Ellos no podrían haber estado más equivocados. Beal quiso más póker, para más dinero, contra más del élite de mundo. Para encontrar sus demandas, un equipo de profesionales inclusive Doyle y Todd Brunson, Jennifer Harman, Reese, Lederer y Forrest fueron formados. Ellos combinaron sus fondos para jugar Beal y compartidos en las ganancias. Otros jugadores compraron las acciones, como acciones, en la fortuna del equipo.
Beal tuvo las demandas estrictas y, en la mayor parte, los profesionales los encontraron. Ellos jugaron contra él en sesiones despiertas durante horas en fin. Algunos jugadores, tal como Todd Brunson y Lederer, lo destruyeron. Los otros, tal como Reese y Barry Greenstein, lucharon.
Uno de los inconvenientes de libro es que es escoger difícil quien animar. Craig pinta Beal como algo de una contradicción entre el muy rico; él rehuye la atención de medios, las moscas entrenan, las miradas para habitaciones de hotel baratas, comen en comensales de bajo costo y manejan coches utilizados. El es indefectiblemente cortés a extranjeros, jugadores degenerados aún borrachos que lo ven como su próxima presa.
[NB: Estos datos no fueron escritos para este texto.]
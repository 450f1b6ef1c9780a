//! Form validation utilities
//!
//! Constraint checks run before a submission is allowed, mirroring what a
//! browser enforces for `required`, `type="number"`, `type="email"` and
//! `type="datetime-local"` inputs.

use crate::fields::{FieldKind, FormField, FormFields};
use chrono::NaiveDateTime;
use regex::Regex;
use std::sync::OnceLock;

/// Validation result
#[derive(Debug, Clone, PartialEq)]
pub enum ValidationResult {
    Valid,
    Invalid(String),
}

impl ValidationResult {
    pub fn is_valid(&self) -> bool {
        matches!(self, ValidationResult::Valid)
    }

    pub fn error_message(&self) -> Option<&str> {
        match self {
            ValidationResult::Valid => None,
            ValidationResult::Invalid(msg) => Some(msg),
        }
    }
}

/// Validation rule trait
pub trait ValidationRule: Send + Sync {
    fn validate(&self, value: &str) -> ValidationResult;
}

/// Required field validator. Any non-empty value passes, whitespace included.
pub struct Required {
    message: String,
}

impl Required {
    pub fn new() -> Self {
        Self {
            message: "Please fill out this field".to_string(),
        }
    }

    pub fn with_message(message: impl Into<String>) -> Self {
        Self {
            message: message.into(),
        }
    }
}

impl Default for Required {
    fn default() -> Self {
        Self::new()
    }
}

impl ValidationRule for Required {
    fn validate(&self, value: &str) -> ValidationResult {
        if value.is_empty() {
            ValidationResult::Invalid(self.message.clone())
        } else {
            ValidationResult::Valid
        }
    }
}

/// Email validator. Empty values are left to `Required`.
///
/// Surrounding whitespace is ignored, as with a native email input.
pub struct Email;

fn email_pattern() -> &'static Regex {
    static PATTERN: OnceLock<Regex> = OnceLock::new();
    PATTERN.get_or_init(|| {
        Regex::new(concat!(
            r"^[a-zA-Z0-9.!#$%&'*+/=?^_`{|}~-]+",
            r"@[a-zA-Z0-9](?:[a-zA-Z0-9-]{0,61}[a-zA-Z0-9])?",
            r"(?:\.[a-zA-Z0-9](?:[a-zA-Z0-9-]{0,61}[a-zA-Z0-9])?)*$",
        ))
        .expect("email pattern is valid")
    })
}

impl ValidationRule for Email {
    fn validate(&self, value: &str) -> ValidationResult {
        let value = value.trim();
        if value.is_empty() || email_pattern().is_match(value) {
            ValidationResult::Valid
        } else {
            ValidationResult::Invalid("Please enter an email address".to_string())
        }
    }
}

/// Numeric input validator: parse, lower/upper bound and step
pub struct NumericRange {
    min: Option<f64>,
    max: Option<f64>,
    step: Option<f64>,
}

impl NumericRange {
    pub fn new(min: Option<f64>, max: Option<f64>) -> Self {
        Self {
            min,
            max,
            step: None,
        }
    }

    pub fn min(min: f64) -> Self {
        Self::new(Some(min), None)
    }

    pub fn step(mut self, step: f64) -> Self {
        self.step = Some(step);
        self
    }
}

impl ValidationRule for NumericRange {
    fn validate(&self, value: &str) -> ValidationResult {
        if value.is_empty() {
            return ValidationResult::Valid;
        }

        let Ok(number) = value.trim().parse::<f64>() else {
            return ValidationResult::Invalid("Please enter a number".to_string());
        };
        if !number.is_finite() {
            return ValidationResult::Invalid("Please enter a number".to_string());
        }

        if let Some(min) = self.min {
            if number < min {
                return ValidationResult::Invalid(format!(
                    "Value must be greater than or equal to {}",
                    min
                ));
            }
        }
        if let Some(max) = self.max {
            if number > max {
                return ValidationResult::Invalid(format!(
                    "Value must be less than or equal to {}",
                    max
                ));
            }
        }
        if let Some(step) = self.step {
            let base = self.min.unwrap_or(0.0);
            let steps = (number - base) / step;
            if (steps - steps.round()).abs() > 1e-9 * steps.abs().max(1.0) {
                return ValidationResult::Invalid(format!(
                    "Please enter a valid value in steps of {}",
                    step
                ));
            }
        }
        ValidationResult::Valid
    }
}

/// Local date-time validator (`YYYY-MM-DDTHH:MM`, optional seconds)
pub struct DateTimeLocal;

impl DateTimeLocal {
    pub fn parse(value: &str) -> Option<NaiveDateTime> {
        ["%Y-%m-%dT%H:%M", "%Y-%m-%dT%H:%M:%S"]
            .iter()
            .find_map(|format| NaiveDateTime::parse_from_str(value, format).ok())
    }
}

impl ValidationRule for DateTimeLocal {
    fn validate(&self, value: &str) -> ValidationResult {
        if value.is_empty() || Self::parse(value).is_some() {
            ValidationResult::Valid
        } else {
            ValidationResult::Invalid("Please enter a valid date and time".to_string())
        }
    }
}

/// Validator chain - combines multiple validators
pub struct ValidatorChain {
    validators: Vec<Box<dyn ValidationRule>>,
}

impl ValidatorChain {
    pub fn new() -> Self {
        Self {
            validators: Vec::new(),
        }
    }

    pub fn add(mut self, validator: impl ValidationRule + 'static) -> Self {
        self.validators.push(Box::new(validator));
        self
    }

    pub fn validate(&self, value: &str) -> ValidationResult {
        for validator in &self.validators {
            let result = validator.validate(value);
            if !result.is_valid() {
                return result;
            }
        }
        ValidationResult::Valid
    }

    /// Constraints an input control of this field enforces
    pub fn for_field(field: FormField) -> Self {
        let mut chain = Self::new();
        if field.is_required() {
            chain = chain.add(Required::new());
        }
        match field.kind() {
            FieldKind::Number => chain.add(NumericRange::min(0.0).step(0.01)),
            FieldKind::Email => chain.add(Email),
            FieldKind::DateTimeLocal => chain.add(DateTimeLocal),
            FieldKind::Text | FieldKind::TextArea | FieldKind::Tel => chain,
        }
    }
}

impl Default for ValidatorChain {
    fn default() -> Self {
        Self::new()
    }
}

/// A field that failed validation
#[derive(Debug, Clone, PartialEq)]
pub struct FieldViolation {
    pub field: FormField,
    pub message: String,
}

/// Check every field in order, collecting all violations
pub fn validate_form(fields: &FormFields) -> Vec<FieldViolation> {
    fields
        .iter()
        .filter_map(|(field, value)| {
            match ValidatorChain::for_field(field).validate(value) {
                ValidationResult::Valid => None,
                ValidationResult::Invalid(message) => Some(FieldViolation { field, message }),
            }
        })
        .collect()
}
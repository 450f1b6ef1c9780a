//! UI components for the submission window

mod button;
mod feedback;
pub mod forms;

pub use button::*;
pub use feedback::*;
pub use forms::*;
//! Application settings
//!
//! Endpoint configuration persisted at
//! `~/.config/cause-submission/settings.json`. A missing or unreadable file
//! yields defaults.

use crate::api::{join_url, DEFAULT_BASE_URL, SUBMIT_PATH};
use serde::{Deserialize, Serialize};
use std::path::{Path, PathBuf};
use thiserror::Error;

const APP_DIR: &str = "cause-submission";
const SETTINGS_FILE: &str = "settings.json";

/// API connection configuration
#[derive(Debug, Clone, PartialEq, Serialize, Deserialize)]
pub struct ApiConnectionSettings {
    #[serde(default = "default_base_url")]
    pub base_url: String,
    #[serde(default = "default_submit_path")]
    pub submit_path: String,
}

fn default_base_url() -> String { DEFAULT_BASE_URL.to_string() }
fn default_submit_path() -> String { SUBMIT_PATH.to_string() }

impl Default for ApiConnectionSettings {
    fn default() -> Self {
        Self {
            base_url: default_base_url(),
            submit_path: default_submit_path(),
        }
    }
}

/// Complete application settings
#[derive(Debug, Clone, PartialEq, Serialize, Deserialize, Default)]
pub struct AppSettings {
    #[serde(default)]
    pub api_connection: ApiConnectionSettings,
}

#[derive(Debug, Error)]
pub enum SettingsError {
    #[error("could not determine config directory")]
    NoConfigDir,
    #[error("settings I/O failed: {0}")]
    Io(#[from] std::io::Error),
    #[error("settings could not be serialized: {0}")]
    Serialize(#[from] serde_json::Error),
}

impl AppSettings {
    /// Full URL the form posts to
    pub fn endpoint_url(&self) -> String {
        join_url(&self.api_connection.base_url, &self.api_connection.submit_path)
    }

    /// Default config file path
    pub fn config_path() -> Option<PathBuf> {
        dirs::config_dir().map(|p| p.join(APP_DIR).join(SETTINGS_FILE))
    }

    /// Load from the default location, falling back to defaults
    pub fn load() -> Self {
        match Self::config_path() {
            Some(path) => Self::load_from(&path),
            None => Self::default(),
        }
    }

    /// Load from `path`, returning defaults if the file is missing or invalid
    pub fn load_from(path: &Path) -> Self {
        let Ok(json) = std::fs::read_to_string(path) else {
            return Self::default();
        };
        match serde_json::from_str(&json) {
            Ok(settings) => settings,
            Err(e) => {
                log::warn!("Ignoring invalid settings at {}: {}", path.display(), e);
                Self::default()
            }
        }
    }

    /// Save to the default location
    pub fn save(&self) -> Result<PathBuf, SettingsError> {
        let path = Self::config_path().ok_or(SettingsError::NoConfigDir)?;
        self.save_to(&path)?;
        Ok(path)
    }

    /// Write pretty JSON to `path`, creating parent directories
    pub fn save_to(&self, path: &Path) -> Result<(), SettingsError> {
        if let Some(parent) = path.parent() {
            std::fs::create_dir_all(parent)?;
        }
        let json = serde_json::to_string_pretty(self)?;
        std::fs::write(path, json)?;
        Ok(())
    }
}
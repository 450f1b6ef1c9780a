//! Submission window state and rendering

use crate::components::{render_feedback, render_file_input, render_submit_button, render_text_input};
use crate::theme::Theme;
use cause_submission::presentation::{FieldRow, FormView, FILES_HEADING, SUBMITTER_HEADING};
use cause_submission::{
    CauseForm, FieldKind, FileCategory, FileHandle, FormField, SubmissionClient,
    SubmissionTransport, SubmitBlocked,
};
use gpui::prelude::*;
use gpui::*;
use std::sync::Arc;

/// Main window state
pub struct CauseFormApp {
    form: CauseForm,
    client: Arc<SubmissionClient>,
    theme: Theme,
    focus_handle: FocusHandle,
    /// Field receiving keystrokes
    focused_field: Option<FormField>,
}

impl CauseFormApp {
    pub fn new(client: Arc<SubmissionClient>, cx: &mut Context<Self>) -> Self {
        Self {
            form: CauseForm::new(),
            client,
            theme: Theme::default(),
            focus_handle: cx.focus_handle(),
            focused_field: None,
        }
    }

    fn focus_field(&mut self, field: FormField, window: &mut Window, cx: &mut Context<Self>) {
        self.focused_field = Some(field);
        window.focus(&self.focus_handle);
        cx.notify();
    }

    fn handle_key_down(&mut self, event: &KeyDownEvent, window: &mut Window, cx: &mut Context<Self>) {
        let Some(field) = self.focused_field else {
            return;
        };
        let keystroke = &event.keystroke;
        let mut value = self.form.fields().get(field).to_string();

        match keystroke.key.as_str() {
            "backspace" => {
                value.pop();
            }
            "tab" => {
                self.focused_field = Some(adjacent_field(field, keystroke.modifiers.shift));
                cx.notify();
                return;
            }
            "escape" => {
                self.focused_field = None;
                cx.notify();
                return;
            }
            "enter" if field.kind() == FieldKind::TextArea => value.push('\n'),
            // Enter in a single-line input submits, as in a browser form
            "enter" => {
                self.submit(window, cx);
                return;
            }
            _ => {
                if keystroke.modifiers.control || keystroke.modifiers.platform {
                    return;
                }
                match &keystroke.key_char {
                    Some(typed) => value.push_str(typed),
                    None => return,
                }
            }
        }

        self.form.set_field(field, value);
        cx.notify();
    }

    /// Open the platform file dialog and replace the category's selection.
    /// Cancelling the dialog keeps the previous selection.
    fn choose_files(&mut self, category: FileCategory, cx: &mut Context<Self>) {
        let paths = cx.prompt_for_paths(PathPromptOptions {
            files: true,
            directories: false,
            multiple: true,
            prompt: None,
        });

        cx.spawn(async move |this: WeakEntity<Self>, cx: &mut AsyncApp| {
            let selection = match paths.await {
                Ok(Ok(Some(paths))) => paths,
                Ok(Ok(None)) | Err(_) => return,
                Ok(Err(e)) => {
                    log::error!("File dialog failed: {:?}", e);
                    return;
                }
            };

            let _ = this.update(cx, |app: &mut Self, cx: &mut Context<Self>| {
                let files: Vec<FileHandle> = selection.into_iter().map(FileHandle::from).collect();
                log::debug!("Selected {} file(s) for {}", files.len(), category.field_name());
                app.form.set_files(category, files);
                cx.notify();
            });
        })
        .detach();
    }

    /// Validate, then post the form on the background executor
    fn submit(&mut self, _window: &mut Window, cx: &mut Context<Self>) {
        let payload = match self.form.begin_submit() {
            Ok(payload) => payload,
            Err(SubmitBlocked::Invalid(violations)) => {
                self.focused_field = violations.first().map(|v| v.field);
                cx.notify();
                return;
            }
            Err(SubmitBlocked::InFlight) => return,
        };
        cx.notify();

        let client = self.client.clone();
        let request = cx
            .background_executor()
            .spawn(async move { client.submit_cause(&payload) });

        cx.spawn(async move |this: WeakEntity<Self>, cx: &mut AsyncApp| {
            let outcome = request.await;
            let _ = this.update(cx, |app: &mut Self, cx: &mut Context<Self>| {
                app.form.complete_submit(outcome);
                cx.notify();
            });
        })
        .detach();
    }
}

fn adjacent_field(field: FormField, backwards: bool) -> FormField {
    let all = FormField::ALL;
    let index = all.iter().position(|f| *f == field).unwrap_or(0);
    if backwards {
        all[(index + all.len() - 1) % all.len()]
    } else {
        all[(index + 1) % all.len()]
    }
}

impl Render for CauseFormApp {
    fn render(&mut self, _window: &mut Window, cx: &mut Context<Self>) -> impl IntoElement {
        let view = FormView::from_form(&self.form);
        let theme = self.theme.clone();

        div()
            .id("cause-form-root")
            .track_focus(&self.focus_handle)
            .on_key_down(cx.listener(Self::handle_key_down))
            .size_full()
            .overflow_y_scroll()
            .bg(theme.background)
            .text_color(theme.text)
            .flex()
            .justify_center()
            .child(
                div()
                    .w(px(720.0))
                    .my(px(32.0))
                    .p(px(24.0))
                    .rounded(px(8.0))
                    .bg(theme.card_bg)
                    .border_1()
                    .border_color(theme.border_subtle)
                    .flex()
                    .flex_col()
                    .gap(px(24.0))
                    .child(
                        div()
                            .text_size(px(22.0))
                            .font_weight(FontWeight::BOLD)
                            .child(view.heading),
                    )
                    .child(self.render_fields(&view.cause_fields, cx))
                    .child(self.render_section(
                        SUBMITTER_HEADING,
                        self.render_fields(&view.submitter_fields, cx),
                    ))
                    .child(self.render_section(FILES_HEADING, self.render_file_inputs(&view, cx)))
                    .child(self.render_section_border(render_submit_button(
                        &theme,
                        &view.submit,
                        cx.listener(|this, _event, window, cx| this.submit(window, cx)),
                    )))
                    .when_some(view.feedback.clone(), |el, feedback| {
                        el.child(render_feedback(&theme, &feedback))
                    }),
            )
    }
}

impl CauseFormApp {
    fn render_fields(&self, rows: &[FieldRow], cx: &mut Context<Self>) -> Div {
        div().flex().flex_col().gap(px(16.0)).children(rows.iter().map(|row| {
            let field = row.field;
            render_text_input(
                &self.theme,
                row,
                self.focused_field == Some(field),
                cx.listener(move |this, _event, window, cx| this.focus_field(field, window, cx)),
            )
        }))
    }

    fn render_file_inputs(&self, view: &FormView, cx: &mut Context<Self>) -> Div {
        div().flex().flex_col().gap(px(16.0)).children(view.file_inputs.iter().map(|row| {
            let category = row.category;
            render_file_input(
                &self.theme,
                row,
                cx.listener(move |this, _event, _window, cx| this.choose_files(category, cx)),
            )
        }))
    }

    fn render_section(&self, title: &'static str, body: impl IntoElement) -> Div {
        self.render_section_border(
            div()
                .flex()
                .flex_col()
                .gap(px(16.0))
                .child(
                    div()
                        .text_size(px(16.0))
                        .font_weight(FontWeight::SEMIBOLD)
                        .child(title),
                )
                .child(body),
        )
    }

    fn render_section_border(&self, body: impl IntoElement) -> Div {
        div()
            .pt(px(24.0))
            .border_t_1()
            .border_color(self.theme.border_subtle)
            .child(body)
    }
}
Pero hay algo perturbando acerca de un tipo que, sin el pensamiento dos veces, tiene su banco alambra una suma de dinero al Bellagio que podría alimentar cada país de tercer-mundo en el planeta durante 10 años. Todo en el nombre de alimentar su nuevo hábito de póker.
Igualmente perturbar es los egos impenetrables y la arrogancia insolente de algunos de los profesionales que, aún con la evidencia clara que Beal había mejorado suficiente en ser una amenaza verdadera, se negó a reconocer – a excepción de Reese y Greenstein – eso continuando en estacas de Beal podría ser un error.
Además, la insistencia de Beal a cascar a los profesionales con nada pero con su cartera y su hace subraya su esfuerzo de dominar póker. Los profesionales aún primeros saben hay un límite en las estacas que ellos pueden manejar. ¿Si Beal quiso realmente valorar su habilidad, por qué no aprende el famoso 4.000-8.000 juego mezclado que tantos profesionales prefieren? ¿Es decir, por qué no compite en igualdad de condiciones?
Si hay una lección que puede ser tomada de "El Profesor, el Banquero y el Rey del Suicidio," es esa grandeza de póker no puede ser comprada y, además, el juego no puede ser dominado en una cantidad corta de tiempo basado en pura determinación. Y los profesionales quizás habían aprendido que un acuario tan grande como Beal quizás sea dejado mejor sin explotar.